With nothing added or dropped, copy the data that follows exactly.

(Task data):
☆ ☆ ☆ ☆

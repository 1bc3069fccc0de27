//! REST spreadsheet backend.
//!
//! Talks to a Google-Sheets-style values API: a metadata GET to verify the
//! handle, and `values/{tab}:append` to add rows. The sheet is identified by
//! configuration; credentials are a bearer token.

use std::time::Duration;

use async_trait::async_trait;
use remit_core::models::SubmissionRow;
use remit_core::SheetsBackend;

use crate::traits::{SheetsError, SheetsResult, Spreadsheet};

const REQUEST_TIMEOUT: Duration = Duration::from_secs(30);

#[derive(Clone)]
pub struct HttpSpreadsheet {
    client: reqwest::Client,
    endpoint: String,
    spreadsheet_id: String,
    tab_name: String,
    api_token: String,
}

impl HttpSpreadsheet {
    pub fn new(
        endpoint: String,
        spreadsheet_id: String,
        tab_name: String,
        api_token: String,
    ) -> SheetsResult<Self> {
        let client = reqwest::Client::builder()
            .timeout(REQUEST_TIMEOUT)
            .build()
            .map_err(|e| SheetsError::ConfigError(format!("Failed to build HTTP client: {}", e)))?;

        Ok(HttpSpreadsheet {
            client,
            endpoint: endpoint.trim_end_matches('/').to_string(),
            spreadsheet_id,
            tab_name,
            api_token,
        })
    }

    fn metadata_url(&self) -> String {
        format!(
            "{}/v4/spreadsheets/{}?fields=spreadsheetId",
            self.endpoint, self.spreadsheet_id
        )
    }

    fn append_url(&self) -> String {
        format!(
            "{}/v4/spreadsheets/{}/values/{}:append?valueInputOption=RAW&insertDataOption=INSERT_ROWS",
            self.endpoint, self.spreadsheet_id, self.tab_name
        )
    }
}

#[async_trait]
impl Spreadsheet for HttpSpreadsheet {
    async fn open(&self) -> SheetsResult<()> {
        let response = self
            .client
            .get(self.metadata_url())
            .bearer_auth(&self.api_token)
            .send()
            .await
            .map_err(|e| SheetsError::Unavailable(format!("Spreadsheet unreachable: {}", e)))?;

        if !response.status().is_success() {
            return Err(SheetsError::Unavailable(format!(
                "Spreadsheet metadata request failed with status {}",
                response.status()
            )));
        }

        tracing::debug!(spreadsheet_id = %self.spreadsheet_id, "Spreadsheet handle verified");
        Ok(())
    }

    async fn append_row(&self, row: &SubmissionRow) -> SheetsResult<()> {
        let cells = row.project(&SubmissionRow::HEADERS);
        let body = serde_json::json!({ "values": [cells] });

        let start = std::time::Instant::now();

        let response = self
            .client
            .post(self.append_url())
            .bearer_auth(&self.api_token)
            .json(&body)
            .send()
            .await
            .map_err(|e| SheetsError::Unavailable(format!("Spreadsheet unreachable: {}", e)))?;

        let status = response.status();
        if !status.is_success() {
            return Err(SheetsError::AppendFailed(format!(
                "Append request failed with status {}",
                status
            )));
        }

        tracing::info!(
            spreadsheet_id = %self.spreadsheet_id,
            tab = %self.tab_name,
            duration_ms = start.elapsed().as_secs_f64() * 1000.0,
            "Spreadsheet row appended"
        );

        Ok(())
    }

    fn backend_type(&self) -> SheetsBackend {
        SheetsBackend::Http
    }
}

☆ ☆ ☆ ☆

(Task output):
repository 1bc3069fccc0de27
//! REST spreadsheet backend.
//!
//! Talks to a Google-Sheets-style values API: a metadata GET to verify the
//! handle, and `values/{tab}:append` to add rows. The sheet is identified by
//! configuration; credentials are a bearer token.

use std::time::Duration;

use async_trait::async_trait;
use remit_core::models::SubmissionRow;
use remit_core::SheetsBackend;

use crate::traits::{SheetsError, SheetsResult, Spreadsheet};

const REQUEST_TIMEOUT: Duration = Duration::from_secs(30);

#[derive(Clone)]
pub struct HttpSpreadsheet {
    client: reqwest::Client,
    endpoint: String,
    spreadsheet_id: String,
    tab_name: String,
    api_token: String,
}

impl HttpSpreadsheet {
    pub fn new(
        endpoint: String,
        spreadsheet_id: String,
        tab_name: String,
        api_token: String,
    ) -> SheetsResult<Self> {
        let client = reqwest::Client::builder()
            .timeout(REQUEST_TIMEOUT)
            .build()
            .map_err(|e| SheetsError::ConfigError(format!("Failed to build HTTP client: {}", e)))?;

        Ok(HttpSpreadsheet {
            client,
            endpoint: endpoint.trim_end_matches('/').to_string(),
            spreadsheet_id,
            tab_name,
            api_token,
        })
    }

    fn metadata_url(&self) -> String {
        format!(
            "{}/v4/spreadsheets/{}?fields=spreadsheetId",
            self.endpoint, self.spreadsheet_id
        )
    }

    fn append_url(&self) -> String {
        format!(
            "{}/v4/spreadsheets/{}/values/{}:append?valueInputOption=RAW&insertDataOption=INSERT_ROWS",
            self.endpoint, self.spreadsheet_id, self.tab_name
        )
    }
}

#[async_trait]
impl Spreadsheet for HttpSpreadsheet {
    async fn open(&self) -> SheetsResult<()> {
        let response = self
            .client
            .get(self.metadata_url())
            .bearer_auth(&self.api_token)
            .send()
            .await
            .map_err(|e| SheetsError::Unavailable(format!("Spreadsheet unreachable: {}", e)))?;

        if !response.status().is_success() {
            return Err(SheetsError::Unavailable(format!(
                "Spreadsheet metadata request failed with status {}",
                response.status()
            )));
        }

        tracing::debug!(spreadsheet_id = %self.spreadsheet_id, "Spreadsheet handle verified");
        Ok(())
    }

    async fn append_row(&self, row: &SubmissionRow) -> SheetsResult<()> {
        let cells = row.project(&SubmissionRow::HEADERS);
        let body = serde_json::json!({ "values": [cells] });

        let start = std::time::Instant::now();

        let response = self
            .client
            .post(self.append_url())
            .bearer_auth(&self.api_token)
            .json(&body)
            .send()
            .await
            .map_err(|e| SheetsError::Unavailable(format!("Spreadsheet unreachable: {}", e)))?;

        let status = response.status();
        if !status.is_success() {
            return Err(SheetsError::AppendFailed(format!(
                "Append request failed with status {}",
                status
            )));
        }

        tracing::info!(
            spreadsheet_id = %self.spreadsheet_id,
            tab = %self.tab_name,
            duration_ms = start.elapsed().as_secs_f64() * 1000.0,
            "Spreadsheet row appended"
        );

        Ok(())
    }

    fn backend_type(&self) -> SheetsBackend {
        SheetsBackend::Http
    }
}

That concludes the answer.